===== Recorded information
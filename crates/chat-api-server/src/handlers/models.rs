use axum::{extract::State, Json};
use serde_json::{json, Value};

use crate::state::AppState;
use crate::utils::error::ApiError;

/// Passthrough to the LLM backend's model listing.
pub async fn list_models(State(state): State<AppState>) -> Result<Json<Value>, ApiError> {
    let models = state
        .llm
        .list_models()
        .await
        .map_err(|e| ApiError::LlmError(format!("Failed to list models: {}", e)))?;

    Ok(Json(json!({ "models": models })))
}
use anyhow::Result;
use std::net::SocketAddr;
use tracing::info;

use usecase_proxy::config::Settings;
use usecase_proxy::proxy::Forwarder;
use usecase_proxy::router::build_router;
use usecase_proxy::security::{PolicySnapshot, PolicyStore};
use usecase_proxy::state::AppState;

#[tokio::main]
async fn main() -> Result<()> {
    // Initialize logging
    tracing_subscriber::fmt()
        .with_env_filter(
            std::env::var("RUST_LOG").unwrap_or_else(|_| "info,usecase_proxy=debug".to_string()),
        )
        .with_target(true)
        .with_thread_ids(true)
        .json()
        .init();

    info!("🚀 Starting Use-Case-ID Proxy...");

    let settings = Settings::load()?;
    info!("✅ Configuration loaded");

    let policy = PolicyStore::new(PolicySnapshot::from_settings(&settings));
    let forwarder = Forwarder::new(
        settings.proxy.backend_url.clone(),
        settings.proxy.timeout_seconds,
    )?;

    let state = AppState {
        policy,
        forwarder,
        config_name: "config/gateway".to_string(),
    };

    let app = build_router(state);

    let addr = SocketAddr::from((
        settings.proxy.host.parse::<std::net::IpAddr>()?,
        settings.proxy.port,
    ));

    info!("🎯 Proxy listening on {}", addr);

    let listener = tokio::net::TcpListener::bind(addr).await?;

    axum::serve(
        listener,
        app.into_make_service_with_connect_info::<SocketAddr>(),
    )
    .await?;

    Ok(())
}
==========
None of the records may be omitted or altered when they are given again.

# Worked solution
filename crates/chat-api-server/src/handlers/models.rs
use axum::{extract::State, Json};
use serde_json::{json, Value};

use crate::state::AppState;
use crate::utils::error::ApiError;

/// Passthrough to the LLM backend's model listing.
pub async fn list_models(State(state): State<AppState>) -> Result<Json<Value>, ApiError> {
    let models = state
        .llm
        .list_models()
        .await
        .map_err(|e| ApiError::LlmError(format!("Failed to list models: {}", e)))?;

    Ok(Json(json!({ "models": models })))
}
use anyhow::Result;
use std::net::SocketAddr;
use tracing::info;

use usecase_proxy::config::Settings;
use usecase_proxy::proxy::Forwarder;
use usecase_proxy::router::build_router;
use usecase_proxy::security::{PolicySnapshot, PolicyStore};
use usecase_proxy::state::AppState;

#[tokio::main]
async fn main() -> Result<()> {
    // Initialize logging
    tracing_subscriber::fmt()
        .with_env_filter(
            std::env::var("RUST_LOG").unwrap_or_else(|_| "info,usecase_proxy=debug".to_string()),
        )
        .with_target(true)
        .with_thread_ids(true)
        .json()
        .init();

    info!("🚀 Starting Use-Case-ID Proxy...");

    let settings = Settings::load()?;
    info!("✅ Configuration loaded");

    let policy = PolicyStore::new(PolicySnapshot::from_settings(&settings));
    let forwarder = Forwarder::new(
        settings.proxy.backend_url.clone(),
        settings.proxy.timeout_seconds,
    )?;

    let state = AppState {
        policy,
        forwarder,
        config_name: "config/gateway".to_string(),
    };

    let app = build_router(state);

    let addr = SocketAddr::from((
        settings.proxy.host.parse::<std::net::IpAddr>()?,
        settings.proxy.port,
    ));

    info!("🎯 Proxy listening on {}", addr);

    let listener = tokio::net::TcpListener::bind(addr).await?;

    axum::serve(
        listener,
        app.into_make_service_with_connect_info::<SocketAddr>(),
    )
    .await?;

    Ok(())
}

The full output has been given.